By contrast, the fit for kr (Fig. 2b) is basically independent of CT, despite a weak and conflicting dependency in the direct-fitting values; thus b is overwritten as zero from the original value of 0.061 in Table 2. This indicates an interesting finding: the radial expansion rate of the wake TKE is independent of the turbine operation but is only a function of the amount of background turbulence. This finding is consistent with the literature, as kr has a similar meaning to the well-known expansion rate kw (also known as just k) in the Jensen model (Jensen1983), which is typically set to 0.075 onshore, where background turbulence is generally high, and 0.04 offshore, where turbulence is low (Archer et al.2018). We note that kr is the expansion of the wake TKE, while kw is the expansion of the wake wind speed deficit. As a result of the analysis of the functional relationships for α and kr, the number of fitting coefficients is reduced from 15 to 13.
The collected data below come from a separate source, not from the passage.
//! # Pathfinding Primitives
//!
//! Thin wrappers around the `pathfinding` crate for 4-directional grids.
//!
//! Callers supply neighbour and cost closures, so the same primitives serve
//! both passability-driven flood fills and cost-driven tunnel routing where
//! every cell is traversable at some price.

use crate::{Grid, Position, Rect};
use ::pathfinding::prelude::{astar, dijkstra_all};

/// Returns the in-bounds cardinal neighbours of `pos`.
///
/// # Examples
///
/// ```
/// use delve::{cardinal_neighbors, Position, Rect};
///
/// let bounds = Rect::new(0, 0, 10, 10);
/// assert_eq!(cardinal_neighbors(bounds, Position::new(0, 0)).count(), 2);
/// assert_eq!(cardinal_neighbors(bounds, Position::new(5, 5)).count(), 4);
/// ```
pub fn cardinal_neighbors(bounds: Rect, pos: Position) -> impl Iterator<Item = Position> {
    pos.cardinal_adjacent_positions()
        .into_iter()
        .filter(move |&next| bounds.contains(next))
}

/// Finds the cheapest path from `from` to `to`.
///
/// `cost(a, b)` prices the step from `a` onto its neighbour `b` and must be at
/// least 1, which keeps the Manhattan heuristic admissible. Returns the path
/// including both endpoints and its total cost, or `None` when `to` cannot be
/// reached through the supplied neighbours.
pub fn shortest_path<N, I, C>(
    from: Position,
    to: Position,
    mut neighbors: N,
    mut cost: C,
) -> Option<(Vec<Position>, u32)>
where
    N: FnMut(Position) -> I,
    I: IntoIterator<Item = Position>,
    C: FnMut(Position, Position) -> u32,
{
    astar(
        &from,
        |&pos| {
            neighbors(pos)
                .into_iter()
                .map(|next| (next, cost(pos, next).max(1)))
                .collect::<Vec<_>>()
        },
        |&pos| pos.manhattan_distance(to),
        |&pos| pos == to,
    )
}

/// Computes step distances from the nearest of `sources` to every reachable cell.
///
/// Cells farther than `max_range` (when given) and unreachable cells are
/// `None`; sources themselves are at distance 0.
pub fn distance_map<N, I>(
    width: i32,
    height: i32,
    sources: &[Position],
    mut neighbors: N,
    max_range: Option<u32>,
) -> Grid<Option<u32>>
where
    N: FnMut(Position) -> I,
    I: IntoIterator<Item = Position>,
{
    let mut distances = Grid::new(width, height, None);

    // A virtual root linked to every source at zero cost turns the
    // multi-source search into a single-source one.
    let reached = dijkstra_all(&None::<Position>, |node| match node {
        None => sources.iter().map(|&source| (Some(source), 0u32)).collect::<Vec<_>>(),
        Some(pos) => neighbors(*pos)
            .into_iter()
            .map(|next| (Some(next), 1u32))
            .collect::<Vec<_>>(),
    });

    for (node, (_, distance)) in reached {
        let Some(pos) = node else { continue };
        if max_range.is_some_and(|range| distance > range) {
            continue;
        }
        if let Some(cell) = distances.get_mut(pos) {
            *cell = Some(distance);
        }
    }

    distances
}
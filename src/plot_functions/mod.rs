// src/plot_functions/mod.rs

use crate::data_analysis::session::SessionAnalysis;
use crate::plot_framework::calculate_range;

pub mod plot_density_heatmap;
pub mod plot_goal_efficiency;
pub mod plot_safety_margin;
pub mod plot_speed_profile;
pub mod plot_trajectory;

/// Time axis for the time-series charts: the exact sample span,
/// padded only when every sample shares one timestamp.
pub(crate) fn time_axis_range(session: &SessionAnalysis) -> Option<(f64, f64)> {
    let (start, end) = session.time_range()?;
    if end > start {
        Some((start, end))
    } else {
        Some(calculate_range(start, end))
    }
}

/// Value axis anchored at zero for quantities that are never negative.
pub(crate) fn non_negative_value_range<I: IntoIterator<Item = f64>>(values: I) -> (f64, f64) {
    let max_val = values.into_iter().fold(0.0_f64, f64::max);
    let (_, padded_max) = calculate_range(0.0, max_val);
    (0.0, padded_max)
}

// src/plot_functions/mod.rs
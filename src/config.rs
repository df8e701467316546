// src/config.rs

//! Analysis configuration.
//!
//! Every field has a default from `constants.rs`; a TOML file passed with `--config`
//! only needs to name the values it overrides.

use serde::{Deserialize, Serialize};
use std::fs;
use std::path::Path;

use crate::constants::{
    DEFAULT_ARRIVAL_CLAMP_DISTANCE, DEFAULT_DENSITY_BINS, DEFAULT_GOAL_MATCH_RADIUS,
    DEFAULT_HESITATION_SPEED, DEFAULT_HIT_ZONE_DISTANCE, DEFAULT_SMOOTHING_WINDOW,
};
use crate::error::ConfigError;

/// Thresholds and binning parameters used by the analysis stages.
#[derive(Debug, Clone, PartialEq, Serialize, Deserialize)]
#[serde(default, deny_unknown_fields)]
pub struct AnalysisConfig {
    /// `dist_goal` at or below this is forced to exactly 0.
    pub arrival_clamp_distance: f64,
    /// `dist_goal` at or below this counts as inside the goal zone.
    pub hit_zone_distance: f64,
    /// Trailing window length for the smoothed speed series.
    pub smoothing_window: usize,
    /// Smoothed speed below this counts as hesitation.
    pub hesitation_speed: f64,
    /// Maximum x-z distance for attributing a hit to a declared goal.
    pub goal_match_radius: f64,
    /// Grid resolution (per axis) of the density heatmap.
    pub density_bins: usize,
}

impl Default for AnalysisConfig {
    fn default() -> Self {
        Self {
            arrival_clamp_distance: DEFAULT_ARRIVAL_CLAMP_DISTANCE,
            hit_zone_distance: DEFAULT_HIT_ZONE_DISTANCE,
            smoothing_window: DEFAULT_SMOOTHING_WINDOW,
            hesitation_speed: DEFAULT_HESITATION_SPEED,
            goal_match_radius: DEFAULT_GOAL_MATCH_RADIUS,
            density_bins: DEFAULT_DENSITY_BINS,
        }
    }
}

impl AnalysisConfig {
    /// Loads and validates a TOML config file.
    pub fn from_toml_file(path: &Path) -> Result<Self, ConfigError> {
        let contents = fs::read_to_string(path).map_err(|source| ConfigError::Io {
            path: path.to_path_buf(),
            source,
        })?;
        let config: AnalysisConfig =
            toml::from_str(&contents).map_err(|source| ConfigError::Parse {
                path: path.to_path_buf(),
                source,
            })?;
        config.validate()?;
        log::debug!("Loaded analysis config from '{}': {:?}", path.display(), config);
        Ok(config)
    }

    pub fn validate(&self) -> Result<(), ConfigError> {
        let distances = [
            ("arrival_clamp_distance", self.arrival_clamp_distance),
            ("hit_zone_distance", self.hit_zone_distance),
            ("hesitation_speed", self.hesitation_speed),
            ("goal_match_radius", self.goal_match_radius),
        ];
        for (name, value) in distances {
            if !value.is_finite() || value < 0.0 {
                return Err(ConfigError::Invalid(format!(
                    "{name} must be a finite, non-negative number (got {value})"
                )));
            }
        }
        if self.smoothing_window == 0 {
            return Err(ConfigError::Invalid(
                "smoothing_window must be at least 1".to_string(),
            ));
        }
        if self.density_bins == 0 {
            return Err(ConfigError::Invalid(
                "density_bins must be at least 1".to_string(),
            ));
        }
        Ok(())
    }
}


// src/config.rs
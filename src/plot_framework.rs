// src/plot_framework.rs

use plotters::backend::{BitMapBackend, DrawingBackend};
use plotters::chart::{ChartBuilder, ChartContext, SeriesLabelPosition};
use plotters::coord::types::RangedCoordf64;
use plotters::coord::cartesian::Cartesian2d;
use plotters::coord::Shift;
use plotters::drawing::{DrawingArea, IntoDrawingArea};
use plotters::element::{Circle, Cross, EmptyElement, PathElement, Rectangle, Text};
use plotters::series::{AreaSeries, LineSeries};
use plotters::style::colors::{BLACK, RED, WHITE};
use plotters::style::{Color, IntoFont, RGBColor};

use log::info;
use std::error::Error;
use std::ops::Range;
use std::path::Path;

use crate::constants::{
    AREA_FILL_OPACITY, FONT_SIZE_AXIS_LABEL, FONT_SIZE_CHART_TITLE, FONT_SIZE_LEGEND,
    FONT_SIZE_MAIN_TITLE, FONT_SIZE_MESSAGE, LINE_WIDTH_LEGEND,
};

type Chart2d<'a, 'b> =
    ChartContext<'a, BitMapBackend<'b>, Cartesian2d<RangedCoordf64, RangedCoordf64>>;
type RootAreas<'a> = (
    DrawingArea<BitMapBackend<'a>, Shift>,
    DrawingArea<BitMapBackend<'a>, Shift>,
);

/// Calculate plot range with padding.
/// Adds 15% padding, or a fixed padding for very small ranges.
pub fn calculate_range(min_val: f64, max_val: f64) -> (f64, f64) {
    let (min, max) = if min_val <= max_val {
        (min_val, max_val)
    } else {
        (max_val, min_val)
    };
    let range = (max - min).abs();
    let padding = if range < 1e-6 { 0.5 } else { range * 0.15 };
    (min - padding, max + padding)
}

/// Axis tick label: "k" notation from 1000 up, one decimal for small fractional values.
pub fn format_axis_value(value: f64) -> String {
    if value.abs() >= 1000.0 {
        format!("{:.1}k", value / 1000.0)
    } else if value.abs() < 10.0 && value.fract() != 0.0 {
        format!("{:.1}", value)
    } else {
        format!("{:.0}", value)
    }
}

/// Draw a "Data Unavailable" message on a plot area.
pub fn draw_unavailable_message(
    area: &DrawingArea<BitMapBackend, Shift>,
    plot_type: &str,
    reason: &str,
) -> Result<(), Box<dyn Error>> {
    // Constants for text rendering
    const CHAR_WIDTH_RATIO: f32 = 0.6; // Approximate character width relative to font size
    const LINE_HEIGHT_SPACING: i32 = 4; // Additional spacing between lines

    let (x_range, y_range) = area.get_pixel_range();
    let (width, height) = (
        (x_range.end - x_range.start) as u32,
        (y_range.end - y_range.start) as u32,
    );
    let message = format!("{plot_type} Data Unavailable:\n{reason}");

    let estimated_char_width = (FONT_SIZE_MESSAGE as f32 * CHAR_WIDTH_RATIO) as i32;
    let estimated_line_height = FONT_SIZE_MESSAGE + LINE_HEIGHT_SPACING;

    let lines: Vec<&str> = message.split('\n').collect();
    let max_line_length = lines.iter().map(|line| line.len()).max().unwrap_or(0);
    let estimated_text_width = max_line_length.saturating_mul(estimated_char_width as usize) as i32;
    let estimated_text_height = lines.len().saturating_mul(estimated_line_height as usize) as i32;

    let center_x = width as i32 / 2 - estimated_text_width / 2;
    let center_y = height as i32 / 2 - estimated_text_height / 2;

    let text_style = ("sans-serif", FONT_SIZE_MESSAGE).into_font().color(&RED);
    for (line_idx, line) in lines.iter().enumerate() {
        area.draw(&Text::new(
            line.to_string(),
            (center_x, center_y + line_idx as i32 * estimated_line_height),
            text_style.clone(),
        ))?;
    }
    Ok(())
}

#[derive(Clone)]
pub struct PlotSeries {
    pub data: Vec<(f64, f64)>,
    pub label: String,
    pub color: RGBColor,
    pub stroke_width: u32,
}

#[derive(Clone, Copy, Debug, PartialEq, Eq)]
pub enum MarkerShape {
    Circle,
    Square,
    Cross,
}

/// Point markers drawn on top of the line series (events, goals, hits).
#[derive(Clone)]
pub struct MarkerSeries {
    pub points: Vec<(f64, f64)>,
    pub label: String,
    pub color: RGBColor,
    pub size: u32,
    pub shape: MarkerShape,
}

#[derive(Clone)]
pub struct PlotConfig {
    pub title: String,
    pub x_range: Range<f64>,
    pub y_range: Range<f64>,
    pub x_label: String,
    pub y_label: String,
    /// Curves filled down to the bottom of the y range, drawn first.
    pub area_series: Vec<PlotSeries>,
    pub series: Vec<PlotSeries>,
    pub markers: Vec<MarkerSeries>,
}

impl PlotConfig {
    fn has_data(&self) -> bool {
        self.series.iter().any(|s| !s.data.is_empty())
            || self.area_series.iter().any(|s| !s.data.is_empty())
            || self.markers.iter().any(|m| !m.points.is_empty())
    }
}

#[derive(Clone)]
pub struct HeatmapData {
    pub x_bins: Vec<f64>,
    pub y_bins: Vec<f64>,
    pub x_bin_width: f64,
    pub y_bin_width: f64,
    pub values: Vec<Vec<f64>>, // Indexed [x_bin][y_bin].
}

#[derive(Clone)]
pub struct HeatmapPlotConfig {
    pub title: String,
    pub x_range: Range<f64>,
    pub y_range: Range<f64>,
    pub heatmap_data: HeatmapData,
    pub x_label: String,
    pub y_label: String,
    pub max_value: f64, // Value mapped to the top of the colour scale.
}

/// Maps a non-negative count onto the viridis colour map on a log scale,
/// so sparse cells stay visible next to places the player lingered.
fn map_count_to_color(value: f64, max_value: f64) -> RGBColor {
    if !value.is_finite() || !max_value.is_finite() || max_value <= 0.0 {
        return RGBColor(0, 0, 0);
    }
    let t = ((1.0 + value.max(0.0)).ln() / (1.0 + max_value).ln()).clamp(0.0, 1.0);
    let color = colorous::VIRIDIS.eval_continuous(t);
    RGBColor(color.r, color.g, color.b)
}

fn draw_markers(chart: &mut Chart2d, marker: &MarkerSeries) -> Result<(), Box<dyn Error>> {
    if marker.points.is_empty() {
        return Ok(());
    }
    let style = marker.color.filled();
    let size = marker.size;
    let half = size as i32;
    let points = marker.points.iter().copied();

    let annotation = match marker.shape {
        MarkerShape::Circle => {
            let anno = chart.draw_series(points.map(|c| Circle::new(c, size, style)))?;
            anno.legend(move |(x, y)| Circle::new((x + 10, y), size.min(6), style))
        }
        MarkerShape::Square => {
            let anno = chart.draw_series(points.map(|c| {
                EmptyElement::at(c) + Rectangle::new([(-half, -half), (half, half)], style)
            }))?;
            anno.legend(move |(x, y)| Rectangle::new([(x + 4, y - 6), (x + 16, y + 6)], style))
        }
        MarkerShape::Cross => {
            let stroke = marker.color.stroke_width(2);
            let anno = chart.draw_series(points.map(|c| Cross::new(c, size, stroke)))?;
            anno.legend(move |(x, y)| Cross::new((x + 10, y), size.min(6), stroke))
        }
    };
    if !marker.label.is_empty() {
        annotation.label(marker.label.as_str());
    }
    Ok(())
}

/// Draws a single chart using a PlotConfig struct.
fn draw_chart_with_config(
    area: &DrawingArea<BitMapBackend, Shift>,
    plot_config: &PlotConfig,
) -> Result<(), Box<dyn Error>> {
    let mut chart = ChartBuilder::on(area)
        .caption(&plot_config.title, ("sans-serif", FONT_SIZE_CHART_TITLE))
        .margin(5)
        .x_label_area_size(50)
        .y_label_area_size(60)
        .build_cartesian_2d(plot_config.x_range.clone(), plot_config.y_range.clone())?;

    chart
        .configure_mesh()
        .x_desc(&plot_config.x_label)
        .y_desc(&plot_config.y_label)
        .x_labels(20)
        .y_labels(10)
        .x_label_formatter(&|x| format_axis_value(*x))
        .y_label_formatter(&|y| format_axis_value(*y))
        .light_line_style(WHITE.mix(0.7))
        .label_style(("sans-serif", FONT_SIZE_AXIS_LABEL))
        .draw()?;

    let mut legend_series_count = 0;
    let baseline = plot_config.y_range.start;

    for s in plot_config.area_series.iter().filter(|s| !s.data.is_empty()) {
        let color = s.color;
        let series = chart.draw_series(
            AreaSeries::new(
                s.data.iter().cloned(),
                baseline,
                color.mix(AREA_FILL_OPACITY).filled(),
            )
            .border_style(color.stroke_width(s.stroke_width)),
        )?;
        if !s.label.is_empty() {
            series.label(&s.label).legend(move |(x, y)| {
                PathElement::new(vec![(x, y), (x + 20, y)], color.stroke_width(LINE_WIDTH_LEGEND))
            });
            legend_series_count += 1;
        }
    }

    for s in plot_config.series.iter().filter(|s| !s.data.is_empty()) {
        let color = s.color;
        let series = chart.draw_series(LineSeries::new(
            s.data.iter().cloned(),
            color.stroke_width(s.stroke_width),
        ))?;
        if !s.label.is_empty() {
            series.label(&s.label).legend(move |(x, y)| {
                PathElement::new(vec![(x, y), (x + 20, y)], color.stroke_width(LINE_WIDTH_LEGEND))
            });
            legend_series_count += 1;
        }
    }

    for marker in &plot_config.markers {
        draw_markers(&mut chart, marker)?;
        if !marker.points.is_empty() && !marker.label.is_empty() {
            legend_series_count += 1;
        }
    }

    if legend_series_count > 0 {
        chart
            .configure_series_labels()
            .position(SeriesLabelPosition::UpperRight)
            .background_style(WHITE.mix(0.8))
            .border_style(BLACK)
            .label_font(("sans-serif", FONT_SIZE_LEGEND))
            .draw()?;
    }

    Ok(())
}

/// Draws the shared page frame (white background, file title) and returns the chart area.
fn prepare_root_area<'a>(
    output_path: &'a Path,
    root_name: &str,
    size: (u32, u32),
) -> Result<RootAreas<'a>, Box<dyn Error>>
where
    <BitMapBackend<'a> as DrawingBackend>::ErrorType: 'static,
{
    let root_area = BitMapBackend::new(output_path, size).into_drawing_area();
    root_area.fill(&WHITE)?;
    root_area.draw(&Text::new(
        root_name,
        (10, 10),
        ("sans-serif", FONT_SIZE_MAIN_TITLE)
            .into_font()
            .color(&BLACK),
    ))?;
    let margined_root_area = root_area.margin(50, 5, 5, 5);
    Ok((root_area, margined_root_area))
}

/// Creates a single-chart plot image.
/// `None`, an empty config or a degenerate range produce a placeholder image instead of failing.
pub fn draw_plot<'a>(
    output_path: &'a Path,
    root_name: &str,
    plot_type_name: &str,
    size: (u32, u32),
    plot_config: Option<PlotConfig>,
) -> Result<(), Box<dyn Error>>
where
    <BitMapBackend<'a> as DrawingBackend>::ErrorType: 'static,
{
    let (root_area, area) = prepare_root_area(output_path, root_name, size)?;

    let plotted = match plot_config {
        Some(config) => {
            let has_data = config.has_data();
            let valid_ranges = config.x_range.end > config.x_range.start
                && config.y_range.end > config.y_range.start;
            if has_data && valid_ranges {
                draw_chart_with_config(&area, &config)?;
                true
            } else {
                let reason = if !has_data {
                    "No data points"
                } else {
                    "Invalid ranges"
                };
                draw_unavailable_message(&area, plot_type_name, reason)?;
                false
            }
        }
        None => {
            draw_unavailable_message(&area, plot_type_name, "No valid samples in log")?;
            false
        }
    };

    root_area.present()?;
    if plotted {
        info!("  {} plot saved as '{}'.", plot_type_name, output_path.display());
    } else {
        info!(
            "  {} placeholder saved as '{}': no data available to plot.",
            plot_type_name,
            output_path.display()
        );
    }
    Ok(())
}

fn draw_heatmap_chart(
    area: &DrawingArea<BitMapBackend, Shift>,
    config: &HeatmapPlotConfig,
) -> Result<(), Box<dyn Error>> {
    let mut chart = ChartBuilder::on(area)
        .caption(&config.title, ("sans-serif", FONT_SIZE_CHART_TITLE))
        .margin(5)
        .x_label_area_size(50)
        .y_label_area_size(60)
        .build_cartesian_2d(config.x_range.clone(), config.y_range.clone())?;

    chart
        .configure_mesh()
        .x_desc(&config.x_label)
        .y_desc(&config.y_label)
        .x_labels(10)
        .y_labels(10)
        .x_label_formatter(&|x| format_axis_value(*x))
        .y_label_formatter(&|y| format_axis_value(*y))
        .light_line_style(WHITE.mix(0.7))
        .label_style(("sans-serif", FONT_SIZE_AXIS_LABEL))
        .draw()?;

    let data = &config.heatmap_data;
    let half_x = data.x_bin_width * 0.5;
    let half_y = data.y_bin_width * 0.5;

    for (x_idx, &x_val) in data.x_bins.iter().enumerate() {
        for (y_idx, &y_val) in data.y_bins.iter().enumerate() {
            if let Some(&value) = data.values.get(x_idx).and_then(|row| row.get(y_idx)) {
                // Empty cells keep the white background.
                if value <= 0.0 {
                    continue;
                }
                let color = map_count_to_color(value, config.max_value);
                chart.draw_series(std::iter::once(Rectangle::new(
                    [(x_val - half_x, y_val - half_y), (x_val + half_x, y_val + half_y)],
                    color.filled(),
                )))?;
            }
        }
    }
    Ok(())
}

/// Creates a heatmap plot image, or a placeholder when there is nothing to bin.
pub fn draw_heatmap_plot<'a>(
    output_path: &'a Path,
    root_name: &str,
    plot_type_name: &str,
    size: (u32, u32),
    heatmap_config: Option<HeatmapPlotConfig>,
) -> Result<(), Box<dyn Error>>
where
    <BitMapBackend<'a> as DrawingBackend>::ErrorType: 'static,
{
    let (root_area, area) = prepare_root_area(output_path, root_name, size)?;

    let plotted = match heatmap_config {
        Some(config) if config.max_value > 0.0 => {
            draw_heatmap_chart(&area, &config)?;
            true
        }
        Some(_) => {
            draw_unavailable_message(&area, plot_type_name, "No data points")?;
            false
        }
        None => {
            draw_unavailable_message(&area, plot_type_name, "No valid samples in log")?;
            false
        }
    };

    root_area.present()?;
    if plotted {
        info!("  {} heatmap saved as '{}'.", plot_type_name, output_path.display());
    } else {
        info!(
            "  {} placeholder saved as '{}': no data available to plot.",
            plot_type_name,
            output_path.display()
        );
    }
    Ok(())
}

#[cfg(test)]
mod tests {
    use super::*;

    #[test]
    fn test_calculate_range_pads_and_orders() {
        let (lo, hi) = calculate_range(10.0, 0.0);
        assert!((lo + 1.5).abs() < 1e-12);
        assert!((hi - 11.5).abs() < 1e-12);

        let (lo, hi) = calculate_range(2.0, 2.0);
        assert_eq!((lo, hi), (1.5, 2.5));
    }

    #[test]
    fn test_count_color_scale_endpoints() {
        let low = map_count_to_color(0.0, 10.0);
        let high = map_count_to_color(10.0, 10.0);
        let expected_low = colorous::VIRIDIS.eval_continuous(0.0);
        let expected_high = colorous::VIRIDIS.eval_continuous(1.0);
        assert_eq!((low.0, low.1, low.2), (expected_low.r, expected_low.g, expected_low.b));
        assert_eq!((high.0, high.1, high.2), (expected_high.r, expected_high.g, expected_high.b));
        let black = map_count_to_color(1.0, 0.0);
        assert_eq!((black.0, black.1, black.2), (0, 0, 0));
    }
}

// src/plot_framework.rs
Next, εr is proportional to both CT and TI, but the dependency on CT is stronger (b is more than twice as large as c, Table 2). Since εr controls the spread of the added TKE distribution along the annulus of the rotor disk, it is not surprising that its value for the unstable case (WRFLES-U) is underpredicted, while for the stable case (WRFLES-S) it is overpredicted in Fig. 2d.

Focusing on λA next, since the values of both b and c are negative (Table 2), λA is inversely proportional to both CT and TI. However, since both CT and TI are always lower than 1 and b and c are both negative and lower than 1 but c is larger in magnitude, the dependency on TI ends up being dominant. This finding, too, is physically sound: everything else being the same, the downstream peak of added TKE is expected to be closer to the wind turbine when the background turbulence is high and further downstream when the background turbulence is low because high turbulence causes a shorter wake than low turbulence, increases mixing, and smooths down the peak.

By contrast, λW is inversely proportional to CT and directly proportional to TI (Fig. 2e), consistent with negative b and positive c in Table 2. However, due to the additional dependency on H and D, the comparison between the lines in Fig. 2e needs to be conducted for the same D and H, thus only among lines of the same LES group. For example, looking at the VPA runs only, a near doubling of TI from VPA-TI064 to VPA-TI108 causes an approximately 10 m rise in the vertical placement of the TKE peak, while a near doubling of CT from 0.4 to 0.7 causes a less than 5 m drop in the peak position.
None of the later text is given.